Positive Effects of Adiponectin, BDNF, and GLP-1 on Cortical Neurons Counteracting Palmitic Acid Induced Neurotoxicity.

Abstract

The prevalence of metabolic syndrome caused by diets containing excessive fatty acids is increasing worldwide. Patients with metabolic syndrome exhibit abnormal lipid profiles, chronic inflammation, increased levels of saturated fatty acids, impaired insulin sensitivity, excessive fat accumulation, and neuropathological issues such as memory deficits. In particular, palmitic acid (PA) in saturated fatty acids aggravates inflammation, insulin resistance, impaired glucose tolerance, and synaptic failure.
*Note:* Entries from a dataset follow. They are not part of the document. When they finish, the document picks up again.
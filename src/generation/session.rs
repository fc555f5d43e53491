use std::sync::Arc;

use crate::error::Outcome;
use crate::source::PoemSource;

/// One complete generate-poem request/response cycle.
///
/// Delegates to the source configured at construction time; the
/// session's outcome is exactly the source's outcome. This layer
/// exists so the state holder never knows whether it is talking to
/// the mock or the remote source.
pub struct GenerationSession {
    source: Arc<dyn PoemSource>,
}

impl GenerationSession {
    pub fn new(source: Arc<dyn PoemSource>) -> Self {
        Self { source }
    }

    pub async fn run(&self, region_code: &str, keywords: &[String]) -> Outcome {
        tracing::debug!(
            source = self.source.name(),
            region = region_code,
            keywords = keywords.len(),
            "generation started"
        );

        let outcome = self.source.generate(region_code, keywords).await;

        match &outcome {
            Ok(_) => tracing::debug!(source = self.source.name(), "generation succeeded"),
            Err(error) => {
                tracing::warn!(source = self.source.name(), %error, "generation failed")
            }
        }

        outcome
    }
}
Recently, adiponectin, brain-derived neurotrophic factor (BDNF), and glucose-like peptide-1 (GLP-1) have been investigated to find therapeutic solutions for metabolic syndrome, with findings suggesting that they are involved in insulin sensitivity, enhanced lipid profiles, increased neuronal survival, and improved synaptic plasticity. We investigated the effects of adiponectin, BDNF, and GLP-1 on neurite outgrowth, length, and complexity in PA-treated primary cortical neurons using Sholl analysis. Our findings demonstrate the therapeutic potential of adiponectin, BDNF, and GLP-1 in enhancing synaptic plasticity within brains affected by metabolic imbalance. We underscore the need for additional research into the mechanisms by which adiponectin, BDNF, and GLP-1 influence neural complexity in brains with metabolic imbalances.